Is pharma driven through customer centric marketing or is it too reliant on product development?

A bird sitting on a hippopotamusAll of us can probably remember learning about symbiotic relationships in our school science class. It's the common occurrence of two organisms – often different species – living together in a relationship that has varying degrees of benefit for each.

In the truly symbiotic relationship, both parties gain an advantage by sticking together. For example, birds ride along on the backs of hippopotami eating insects. The birds are delighted by the plentiful supply of food, and the hippos are pleased to be bug free with little effort on their parts.

At the opposite end of the spectrum, one party thrives while the other suffers: tapeworms in the stomachs of animal carriers, for instance. There's palpable relief when the imposing party goes away!

In the middle, there's the case in which one party benefits but the other neither gains nor loses. For example: Remora fish attach themselves to sharks, swim around with them, and eat their leftovers – but the sharks remain completely indifferent. When the fish move on, the sharks don't lose any sleep over it.

So which do you want to be? The symbiotic relationship between customers and the pharma industry is not new and, in recent years, has become an integral part of the marketing mix, but can it be maintained?

1. Patent expiries and a reduction in the number of innovative R&D pipeline products has placed a greater emphasis on a company's approach to retaining customer loyalty and nurturing key customer relationships.

2. The explosion of the web and online networking has increased access to information and opinion and provides new ways for industry to engage and grow relationships with key customers, albeit at arms length.

3. Mergers, acquisitions and restructures have the potential to remove or destroy existing long-standing relationships between customers and pharmaceutical employees.

These factors have led to a new and  pressing focus for engaging with, and developing customers through, arms-length communications such as the internet.

Recent changes in the ABPI guidelines, now allow for increased customer communication via online activities and, with 93 per cent of all primary care physicians accessing the web for scientific information, this is increasingly becoming a preferred platform to deliver marketing campaigns. But is this all a company can do? A symbiotic relationship infers that it's one between two living organisms.

Can pharma companies ever be truly customer centric?
Customer centricity is described as being 'an approach to marketing based on a detailed knowledge of customer behaviour within the target audience, which then seeks to fulfil the individual needs and wants of customers'.

The majority of pharmaceutical marketers in the UK will no doubt inherit responsibility for marketing a product derived from a product pipeline, derived from a series of compounds that showed interesting pharmaceutical properties. This product centric approach is part and parcel (in the main) of working within the industry. So where then does customer centric marketing begin if the products aren't designed specifically around the customers' needs?
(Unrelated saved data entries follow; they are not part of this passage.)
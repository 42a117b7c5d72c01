#[allow(clippy::module_inception)]
mod cli;
mod query;

pub use cli::*;
pub use query::*;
Large proportions of the marketing spend in pharma are dedicated to 'about us' efforts: training the sales force, creating brochures, building exhibition booths, and/or developing websites and print ads to tell customers about the brands and their implied benefits. Brand awareness is one of the cornerstones of a successful campaign, but it's only one element. In isolation these kinds of marketing communications don't do companies any favours in helping a customer distinguish products or companies. Most of us have probably been in a situation when their branding or product proposition is mistaken for somebody else's, eg, in market research or during a conversation with a KOL. So what does help companies differentiate themselves so that they can align themselves more closely with the customer?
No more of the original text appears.